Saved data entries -
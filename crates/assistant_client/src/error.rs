use assistant_provider::ApiError;
use thiserror::Error;

/// Authentication failure surfaced alongside the unauthenticated outcome.
///
/// The variants carry distinct user-facing messages: a rejected one-time
/// exchange requires restarting the login from scratch, while a rejected
/// stored credential only requires logging in again.
#[derive(Debug, Clone, PartialEq, Eq, Error)]
pub enum AuthFailure {
    #[error("authentication failed: the session link may have expired")]
    ExchangeRejected(#[source] ApiError),

    #[error("session expired, please log in again")]
    CredentialExpired(#[source] ApiError),
}

/// A chat round trip failed after the optimistic append.
///
/// By the time this surfaces the placeholder has already been removed from
/// the timeline; the user's own message stays.
#[derive(Debug, Clone, PartialEq, Eq, Error)]
#[error("failed to get a response: {source}")]
pub struct SendError {
    #[from]
    pub source: ApiError,
}

/// History fetch failed; the timeline degrades to empty and chat stays usable.
#[derive(Debug, Clone, PartialEq, Eq, Error)]
#[error("failed to load chat history: {source}")]
pub struct HistoryLoadError {
    #[from]
    pub source: ApiError,
}

/// Remote logout failed; logged and otherwise ignored, since the local reset
/// must proceed even when the network is down.
#[derive(Debug, Clone, PartialEq, Eq, Error)]
#[error("remote logout failed: {source}")]
pub struct LogoutRemoteError {
    #[from]
    pub source: ApiError,
}
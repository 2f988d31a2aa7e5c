//! Transport-agnostic contract for the F.A.R.H.A assistant backend.
//!
//! This crate intentionally defines only the wire data shapes and the
//! operation trait the client state machines consume. It excludes transport
//! details (HTTP, headers, endpoints) and client policy (persistence,
//! optimistic rendering, error surfacing).

use std::fmt;

use async_trait::async_trait;
use serde::{Deserialize, Serialize};
use serde_json::{Map, Value};

/// Failure of one remote operation, detached from any transport machinery.
#[derive(Debug, Clone, PartialEq, Eq)]
pub struct ApiError {
    status: Option<u16>,
    message: String,
}

impl ApiError {
    /// Creates an error without an HTTP status (transport-level failures).
    #[must_use]
    pub fn new(message: impl Into<String>) -> Self {
        Self {
            status: None,
            message: message.into(),
        }
    }

    /// Creates an error carrying the HTTP status the backend answered with.
    #[must_use]
    pub fn with_status(status: u16, message: impl Into<String>) -> Self {
        Self {
            status: Some(status),
            message: message.into(),
        }
    }

    /// Returns the HTTP status when the backend produced one.
    #[must_use]
    pub fn status(&self) -> Option<u16> {
        self.status
    }

    /// Returns the underlying error message.
    #[must_use]
    pub fn message(&self) -> &str {
        &self.message
    }
}

impl fmt::Display for ApiError {
    fn fmt(&self, f: &mut fmt::Formatter<'_>) -> fmt::Result {
        match self.status {
            Some(status) => write!(f, "HTTP {status}: {}", self.message),
            None => f.write_str(&self.message),
        }
    }
}

impl std::error::Error for ApiError {}

impl From<String> for ApiError {
    fn from(message: String) -> Self {
        Self::new(message)
    }
}

impl From<&str> for ApiError {
    fn from(message: &str) -> Self {
        Self::new(message)
    }
}

/// Authenticated user profile reported by the backend.
///
/// Only `name` and `picture` are meaningful to the client; every other field
/// the backend includes (`id`, `email`, `created_at`, ...) rides along
/// opaquely for the presentation layer.
#[derive(Debug, Clone, PartialEq, Serialize, Deserialize)]
pub struct UserProfile {
    pub name: String,
    #[serde(default)]
    pub picture: Option<String>,
    #[serde(flatten)]
    pub extra: Map<String, Value>,
}

/// Result of exchanging a one-time session id for a bearer credential.
#[derive(Debug, Clone, PartialEq, Serialize, Deserialize)]
pub struct SessionGrant {
    pub session_token: String,
    pub user: UserProfile,
    /// Reported by the backend; the client carries it but does not act on it.
    #[serde(default, skip_serializing_if = "Option::is_none")]
    pub expires_at: Option<String>,
}

/// One completed round trip as recorded by the history endpoint.
///
/// A record always expands to exactly two timeline messages, user text first.
#[derive(Debug, Clone, PartialEq, Eq, Serialize, Deserialize)]
pub struct HistoryRecord {
    pub message_id: String,
    pub message: String,
    pub response: String,
    pub timestamp: String,
}

/// Assistant reply to one sent chat message.
#[derive(Debug, Clone, PartialEq, Eq, Serialize, Deserialize)]
pub struct ChatReply {
    pub message_id: String,
    pub response: String,
    pub timestamp: String,
}

/// Remote operations the assistant client consumes.
///
/// `exchange_session` is the only unauthenticated operation; every other call
/// carries the bearer credential. Each call resolves or fails exactly once;
/// retry and cancellation are not part of this contract.
#[async_trait]
pub trait AssistantApi: Send + Sync {
    /// Exchanges a one-time session id for a credential and the user profile.
    async fn exchange_session(&self, session_id: &str) -> Result<SessionGrant, ApiError>;

    /// Validates a stored credential and returns the profile it belongs to.
    async fn verify_profile(&self, credential: &str) -> Result<UserProfile, ApiError>;

    /// Returns completed round trips, most recent first.
    async fn load_history(&self, credential: &str) -> Result<Vec<HistoryRecord>, ApiError>;

    /// Sends one chat message and waits for the assistant reply.
    async fn send_chat(&self, credential: &str, message: &str) -> Result<ChatReply, ApiError>;

    /// Invalidates the remote session. Best effort; callers swallow failures.
    async fn logout(&self, credential: &str) -> Result<(), ApiError>;
}
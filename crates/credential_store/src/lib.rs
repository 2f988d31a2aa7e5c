mod error;
mod paths;
mod schema;
mod store;

pub use error::CredentialStoreError;
pub use paths::{credential_file_name, credential_root, CREDENTIAL_DIR};
pub use schema::{CredentialRecord, CredentialRecordType};
pub use store::CredentialStore;
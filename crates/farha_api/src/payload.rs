use serde::Serialize;

/// Request body for the one-time session exchange.
#[derive(Debug, Clone, PartialEq, Eq, Serialize)]
pub struct SessionExchangeRequest {
    pub session_id: String,
}

/// Request body for one chat round trip.
#[derive(Debug, Clone, PartialEq, Eq, Serialize)]
pub struct ChatSendRequest {
    pub message: String,
}
//! Client state machines for the F.A.R.H.A assistant.
//!
//! Two pieces of real state live here: the session bootstrap machine that
//! reconciles a login callback, a stored credential, and the absence of both
//! into one authenticated-or-not outcome, and the optimistic chat timeline
//! that renders sends immediately and reconciles them against server replies.
//! Presentation and transport stay behind traits so both machines run against
//! fakes in tests.

mod assistant;
mod auth;
mod chat;
mod error;

pub use assistant::{Assistant, AssistantError};
pub use auth::{
    logout, session_id_from_fragment, AuthBootstrap, BootstrapOutcome, BootstrapState,
    CredentialSlot, LocationOps, SESSION_ID_PARAM,
};
pub use chat::{ChatSession, Message, MessageStatus, SendOutcome};
pub use error::{AuthFailure, HistoryLoadError, LogoutRemoteError, SendError};
/// Default base URL for backend requests.
pub const DEFAULT_API_BASE_URL: &str = "http://localhost:8000/api";

/// Normalize a base URL to the backend API root.
///
/// Normalization rules:
/// 1) keep a trailing `/api` segment unchanged
/// 2) append `/api` otherwise
pub fn normalize_api_url(input: &str) -> String {
    let base = if input.trim().is_empty() {
        DEFAULT_API_BASE_URL
    } else {
        input.trim()
    };

    let trimmed = base.trim_end_matches('/');
    if trimmed.ends_with("/api") {
        return trimmed.to_string();
    }
    format!("{trimmed}/api")
}

/// Join an operation path onto the normalized API root.
pub fn operation_url(base: &str, path: &str) -> String {
    format!(
        "{}/{}",
        normalize_api_url(base),
        path.trim_start_matches('/')
    )
}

Requirement -
I need each line of the entries that holds the string "carries" located and copied.

Task solution -
    /// Reported by the backend; the client carries it but does not act on it.
/// carries the bearer credential. Each call resolves or fails exactly once;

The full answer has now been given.